Stored data -
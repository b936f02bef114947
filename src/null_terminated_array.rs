use crate::common::{assert_send, assert_sync};
use std::ffi::{c_char, CStr, CString};
use std::marker::PhantomData;
use std::pin::Pin;
use std::ptr;

/// This supports the null-terminated array of NUL-terminated strings consumed by exec.
/// Given a list of strings, construct a vector of pointers to those strings contents.
pub struct NullTerminatedArray<'p> {
    pointers: Box<[*const c_char]>,
    _phantom: PhantomData<&'p CStr>,
}

impl<'p> NullTerminatedArray<'p> {
    /// Construct from a list of strings.
    /// This holds pointers into the strings.
    pub fn new<S: AsRef<CStr>>(strs: &'p [S]) -> Self {
        let mut pointers = Vec::new();
        pointers.reserve_exact(1 + strs.len());
        for s in strs {
            pointers.push(s.as_ref().as_ptr());
        }
        pointers.push(ptr::null());
        NullTerminatedArray {
            pointers: pointers.into_boxed_slice(),
            _phantom: PhantomData,
        }
    }

    /// Return the list of pointers, appropriate for envp or argv.
    /// Note this returns a mutable array of const strings. The caller may rearrange the strings
    /// but not modify their contents. Most of the uses expect the array to be mutable even though
    /// nothing mutates it, so it's either this or cast away the const at the call site.
    pub fn get(&self) -> *mut *const c_char {
        assert!(
            !self.pointers.is_empty() && self.pointers.last().unwrap().is_null(),
            "Should have null terminator"
        );
        self.pointers.as_ptr() as *mut *const c_char
    }
}

/// Safety: NullTerminatedArray is Send and Sync because it's immutable.
unsafe impl Send for NullTerminatedArray<'_> {}
unsafe impl Sync for NullTerminatedArray<'_> {}

/// A container which exposes a null-terminated array of pointers to strings that it owns.
/// This is useful for persisted null-terminated arrays, e.g. the argv of a process about to be
/// exec'd, which must be built before fork() since building it allocates.
pub struct OwningNullTerminatedArray {
    // Note that null_terminated_array holds pointers into our boxed strings.
    // The 'static is a lie.
    strings: Pin<Box<[CString]>>,
    null_terminated_array: NullTerminatedArray<'static>,
}

const _: () = assert_send::<OwningNullTerminatedArray>();
const _: () = assert_sync::<OwningNullTerminatedArray>();

impl OwningNullTerminatedArray {
    /// Construct, taking ownership of a list of strings.
    pub fn new(strs: Vec<CString>) -> Self {
        let strings = strs.into_boxed_slice();
        // Safety: we're pinning the strings, so they won't move.
        let string_slice: &'static [CString] = unsafe { std::mem::transmute(&*strings) };
        OwningNullTerminatedArray {
            strings: Pin::from(strings),
            null_terminated_array: NullTerminatedArray::new(string_slice),
        }
    }

    /// Cover over NullTerminatedArray::get().
    pub fn get(&self) -> *mut *const c_char {
        self.null_terminated_array.get()
    }

    pub fn get_mut(&self) -> *mut *mut c_char {
        self.get().cast()
    }

    /// Iterate over the strings.
    pub fn iter(&self) -> impl Iterator<Item = &CStr> {
        self.strings.iter().map(|s| s.as_c_str())
    }
}

#[cfg(test)]
mod tests {
    use super::*;

    #[test]
    fn test_null_terminated_array() {
        let owned = OwningNullTerminatedArray::new(vec![
            CString::new("foo").unwrap(),
            CString::new("bar").unwrap(),
        ]);
        let ptr = owned.get();
        unsafe {
            assert_eq!(CStr::from_ptr(*ptr).to_bytes(), b"foo");
            assert_eq!(CStr::from_ptr(*ptr.offset(1)).to_bytes(), b"bar");
            assert!(ptr.offset(2).read().is_null());
        }
        assert_eq!(owned.iter().count(), 2);
    }
}
//! The preemptive OS thread tier. These threads run without the scheduler lock, perform only
//! syscalls and appends to lock-protected structures, and never execute script. Script execution
//! threads are managed by [`crate::gil`] instead.

use crate::flog::{FloggableDebug, FLOG};
use std::sync::atomic::{AtomicBool, AtomicUsize, Ordering};
use std::sync::{Arc, Mutex, OnceLock};
use std::time::Duration;

impl FloggableDebug for std::thread::ThreadId {}

/// The thread id of the main thread, as set by [`init()`] at startup.
static MAIN_THREAD_ID: OnceLock<usize> = OnceLock::new();
/// Used to bypass thread assertions when testing.
const THREAD_ASSERTS_CFG_FOR_TESTING: bool = cfg!(test);
/// This allows us to notice when we've forked.
static IS_FORKED_PROC: AtomicBool = AtomicBool::new(false);

/// Maximum number of threads for the IO thread pool.
const IO_MAX_THREADS: usize = 1024;

/// How long an idle [`ThreadPool`] thread will wait for work (against the condition variable)
/// before exiting.
const IO_WAIT_FOR_WORK_DURATION: Duration = Duration::from_millis(500);

/// The iothreads [`ThreadPool`] singleton. Used to lift I/O off of the main thread.
static IO_THREAD_POOL: OnceLock<Mutex<ThreadPool>> = OnceLock::new();

/// A [`ThreadPool`] work request.
type WorkItem = Box<dyn FnOnce() + 'static + Send>;

/// Initialize some global static variables. Must be called at startup from the main thread.
pub fn init() {
    MAIN_THREAD_ID
        .set(thread_id())
        .expect("threads::init() must only be called once (at startup)!");

    extern "C" fn child_post_fork() {
        IS_FORKED_PROC.store(true, Ordering::Relaxed);
    }
    unsafe {
        let result = libc::pthread_atfork(None, None, Some(child_post_fork));
        assert_eq!(result, 0, "pthread_atfork() failure: {}", errno::errno());
    }

    IO_THREAD_POOL
        .set(Mutex::new(ThreadPool::new(1, IO_MAX_THREADS)))
        .expect("IO_THREAD_POOL has already been initialized!");
}

#[inline(always)]
fn main_thread_id() -> usize {
    #[cold]
    fn init_not_called() -> ! {
        panic!("threads::init() was not called at startup!");
    }

    match MAIN_THREAD_ID.get() {
        None => init_not_called(),
        Some(id) => *id,
    }
}

/// Get's a process-unique thread id. Rust's own `std::thread::current().id()` is slow, allocates
/// via `Arc`, and uses a Mutex on 32-bit platforms (or those without a 64-bit atomic CAS).
#[inline(always)]
fn thread_id() -> usize {
    static THREAD_COUNTER: AtomicUsize = AtomicUsize::new(0);
    thread_local! {
        static THREAD_ID: usize = THREAD_COUNTER.fetch_add(1, Ordering::Relaxed);
    }
    THREAD_ID.with(|id| *id)
}

#[test]
fn test_thread_ids() {
    let start_thread_id = thread_id();
    assert_eq!(start_thread_id, thread_id());
    let spawned_thread_id = std::thread::spawn(thread_id).join();
    assert_ne!(start_thread_id, spawned_thread_id.unwrap());
}

#[inline(always)]
pub fn is_main_thread() -> bool {
    thread_id() == main_thread_id()
}

#[inline(always)]
pub fn assert_is_main_thread() {
    #[cold]
    fn not_main_thread() -> ! {
        panic!("Function is not running on the main thread!");
    }

    if !is_main_thread() && !THREAD_ASSERTS_CFG_FOR_TESTING {
        not_main_thread();
    }
}

#[inline(always)]
pub fn assert_is_background_thread() {
    #[cold]
    fn not_background_thread() -> ! {
        panic!("Function is not allowed to be called on the main thread!");
    }

    if is_main_thread() && !THREAD_ASSERTS_CFG_FOR_TESTING {
        not_background_thread();
    }
}

pub fn is_forked_child() -> bool {
    IS_FORKED_PROC.load(Ordering::Relaxed)
}

#[inline(always)]
pub fn assert_is_not_forked_child() {
    #[cold]
    fn panic_is_forked_child() {
        panic!("Function called from forked child!");
    }

    if is_forked_child() {
        panic_is_forked_child();
    }
}

/// Spawn a detached background thread.
///
/// Returns a boolean indicating whether or not the thread was successfully launched. Failure here
/// is not dependent on the passed callback and implies a system error (likely insufficient
/// resources).
pub fn spawn<F: FnOnce() + Send + 'static>(callback: F) -> bool {
    // The spawned thread inherits our signal mask. Temporarily block signals, spawn the thread, and
    // then restore it. But we must not block SIGBUS, SIGFPE, SIGILL, or SIGSEGV; that's undefined.
    // Conservatively don't try to mask SIGKILL or SIGSTOP either; that's ignored on Linux
    // but maybe has an effect elsewhere.
    let saved_set = unsafe {
        let mut new_set: libc::sigset_t = std::mem::zeroed();
        let new_set = &mut new_set as *mut _;
        libc::sigfillset(new_set);
        libc::sigdelset(new_set, libc::SIGILL); // bad jump
        libc::sigdelset(new_set, libc::SIGFPE); // divide-by-zero
        libc::sigdelset(new_set, libc::SIGBUS); // unaligned memory access
        libc::sigdelset(new_set, libc::SIGSEGV); // bad memory access
        libc::sigdelset(new_set, libc::SIGSTOP); // unblockable
        libc::sigdelset(new_set, libc::SIGKILL); // unblockable

        let mut saved_set: libc::sigset_t = std::mem::zeroed();
        let result = libc::pthread_sigmask(libc::SIG_BLOCK, new_set, &mut saved_set as *mut _);
        assert_eq!(result, 0, "Failed to override thread signal mask!");
        saved_set
    };

    // Spawn a thread. If this fails, it means there's already a bunch of threads; it is very
    // unlikely that they are all on the verge of exiting, so one is likely to be ready to handle
    // extant requests. So we can ignore failure with some confidence.
    // Rust threads are detached automatically if the returned join handle is dropped.
    let result = match std::thread::Builder::new().spawn(callback) {
        Ok(handle) => {
            let thread_id = thread_id();
            FLOG!(iothread, "rust thread", thread_id, "spawned");
            // Drop the handle to detach the thread
            drop(handle);
            true
        }
        Err(e) => {
            eprintln!("rust thread spawn failure: {e}");
            false
        }
    };

    // Restore our sigmask
    unsafe {
        let result = libc::pthread_sigmask(
            libc::SIG_SETMASK,
            &saved_set as *const _,
            std::ptr::null_mut(),
        );
        assert_eq!(result, 0, "Failed to restore thread signal mask!");
    };

    result
}

/// Data shared between the thread pool [`ThreadPool`] and worker threads [`WorkerThread`].
#[derive(Default)]
struct ThreadPoolProtected {
    /// The queue of outstanding, unclaimed work requests
    pub request_queue: std::collections::VecDeque<WorkItem>,
    /// The number of threads that exist in the pool
    pub total_threads: usize,
    /// The number of threads waiting for more work (i.e. idle threads)
    pub waiting_threads: usize,
}

/// Data behind an [`Arc`] to share between the [`ThreadPool`] and [`WorkerThread`] instances.
#[derive(Default)]
struct ThreadPoolShared {
    /// The mutex to access shared state between [`ThreadPool`] and [`WorkerThread`] instances. This
    /// is accessed both standalone and via [`cond_var`](Self::cond_var).
    mutex: Mutex<ThreadPoolProtected>,
    /// The condition variable used to wake up waiting threads. This is tied to [`mutex`](Self::mutex).
    cond_var: std::sync::Condvar,
}

pub struct ThreadPool {
    /// The data which needs to be shared with worker threads.
    shared: Arc<ThreadPoolShared>,
    /// The minimum number of threads that will be kept waiting even when idle in the pool.
    soft_min_threads: usize,
    /// The maximum number of threads that will be created to service outstanding work requests, by
    /// default. This may be bypassed.
    max_threads: usize,
}

impl std::fmt::Debug for ThreadPool {
    fn fmt(&self, f: &mut std::fmt::Formatter<'_>) -> std::fmt::Result {
        f.debug_struct("ThreadPool")
            .field("min_threads", &self.soft_min_threads)
            .field("max_threads", &self.max_threads)
            .finish()
    }
}

impl ThreadPool {
    /// Construct a new `ThreadPool` instance with the specified min and max num of threads.
    pub fn new(soft_min_threads: usize, max_threads: usize) -> Self {
        ThreadPool {
            shared: Default::default(),
            soft_min_threads,
            max_threads,
        }
    }

    /// Enqueue a new work item onto the thread pool.
    ///
    /// The function `func` will execute on one of the pool's background threads. If `cant_wait` is
    /// set, the thread limit may be disregarded if extant threads are busy.
    ///
    /// Returns the number of threads that were alive when the work item was enqueued.
    pub fn perform<F: FnOnce() + 'static + Send>(&mut self, func: F, cant_wait: bool) -> usize {
        let work_item = Box::new(func);
        self.perform_inner(work_item, cant_wait)
    }

    fn perform_inner(&mut self, f: WorkItem, cant_wait: bool) -> usize {
        enum ThreadAction {
            None,
            Wake,
            Spawn,
        }

        let local_thread_count;
        let thread_action = {
            let mut data = self.shared.mutex.lock().expect("Mutex poisoned!");
            local_thread_count = data.total_threads;
            data.request_queue.push_back(f);
            FLOG!(
                iothread,
                "enqueuing work item (count is ",
                data.request_queue.len(),
                ")"
            );
            if data.waiting_threads >= data.request_queue.len() {
                // There are enough waiting threads, wake one up.
                ThreadAction::Wake
            } else if cant_wait || data.total_threads < self.max_threads {
                // No threads are idle waiting but we can or must spawn a new thread to service the
                // request.
                data.total_threads += 1;
                ThreadAction::Spawn
            } else {
                // There is no need to do anything because we've reached the max number of threads.
                ThreadAction::None
            }
        };

        // Act only after unlocking the mutex.
        match thread_action {
            ThreadAction::None => (),
            ThreadAction::Wake => {
                // Wake a thread if we decided to do so.
                FLOG!(iothread, "notifying thread ", std::thread::current().id());
                self.shared.cond_var.notify_one();
            }
            ThreadAction::Spawn => {
                // Spawn a thread. If this fails, it means there are already a bunch of worker
                // threads and it is very unlikely that they are all about to exit so one is likely
                // able to handle the incoming request. This means we can ignore the failure with
                // some degree of confidence.
                if self.spawn_thread() {
                    FLOG!(iothread, "pthread spawned");
                } else {
                    // We failed to spawn a thread; decrement the thread count.
                    self.shared
                        .mutex
                        .lock()
                        .expect("Mutex poisoned!")
                        .total_threads -= 1;
                }
            }
        }

        local_thread_count
    }

    /// Attempt to spawn a new worker thread.
    fn spawn_thread(&mut self) -> bool {
        let shared = Arc::clone(&self.shared);
        let soft_min_threads = self.soft_min_threads;
        self::spawn(move || {
            let worker = WorkerThread {
                shared,
                soft_min_threads,
            };

            worker.run();
        })
    }
}

pub struct WorkerThread {
    /// The data shared with the [`ThreadPool`].
    shared: Arc<ThreadPoolShared>,
    /// The soft min number of threads for the associated [`ThreadPool`].
    soft_min_threads: usize,
}

impl WorkerThread {
    /// The worker loop entry point for this thread.
    fn run(mut self) {
        while let Some(work_item) = self.dequeue_work_or_commit_to_exit() {
            FLOG!(
                iothread,
                "pthread ",
                std::thread::current().id(),
                " got work"
            );

            // Perform the work
            work_item();
        }

        FLOG!(
            iothread,
            "pthread ",
            std::thread::current().id(),
            " exiting"
        );
    }

    /// Dequeue a work item (perhaps waiting on the condition variable) or commit to exiting by
    /// reducing the active thread count.
    fn dequeue_work_or_commit_to_exit(&mut self) -> Option<WorkItem> {
        let mut data = self.shared.mutex.lock().expect("Mutex poisoned!");

        // If the queue is empty, check to see if we should wait. We should wait if our exiting
        // would drop us below our soft thread count minimum.
        if data.request_queue.is_empty()
            && data.total_threads == self.soft_min_threads
            && IO_WAIT_FOR_WORK_DURATION > Duration::ZERO
        {
            data.waiting_threads += 1;
            data = self
                .shared
                .cond_var
                .wait_timeout(data, IO_WAIT_FOR_WORK_DURATION)
                .expect("Mutex poisoned!")
                .0;
            data.waiting_threads -= 1;
        }

        // Now that we've (perhaps) waited, see if there's something on the queue.
        let result = data.request_queue.pop_front();

        // If we are returning None then ensure we balance the thread count increment from when we
        // were created. This has to be done here in this awkward place because we've already
        // committed to exiting - we will never pick up more work. So we need to make sure to
        // decrement the thread count while holding the lock as we have effectively already exited.
        if result.is_none() {
            data.total_threads -= 1;
        }

        return result;
    }
}

/// Returns a [`MutexGuard`](std::sync::MutexGuard) containing the IO [`ThreadPool`].
fn borrow_io_thread_pool() -> std::sync::MutexGuard<'static, ThreadPool> {
    IO_THREAD_POOL
        .get()
        .unwrap()
        .lock()
        .expect("Mutex poisoned!")
}

/// Enqueues work on the IO thread pool singleton.
pub fn iothread_perform(f: impl FnOnce() + 'static + Send) {
    let mut thread_pool = borrow_io_thread_pool();
    thread_pool.perform(f, false);
}

/// Enqueues priority work on the IO thread pool singleton, disregarding the thread limit.
///
/// It does its best to spawn a thread if all other threads are occupied. This is primarily for
/// cases where deferring creation of a new thread might lead to a deadlock.
pub fn iothread_perform_cant_wait(f: impl FnOnce() + 'static + Send) {
    let mut thread_pool = borrow_io_thread_pool();
    thread_pool.perform(f, true);
}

EXERCISE INSTRUCTIONS - The lines from the start of the entries above through the line containing "consumed by exec." are the ones to return, please; copy them exactly and include both ends.

TASK OUTPUT -
repository b936f02bef114947
filename src/null_terminated_array.rs
use crate::common::{assert_send, assert_sync};
use std::ffi::{c_char, CStr, CString};
use std::marker::PhantomData;
use std::pin::Pin;
use std::ptr;

/// This supports the null-terminated array of NUL-terminated strings consumed by exec.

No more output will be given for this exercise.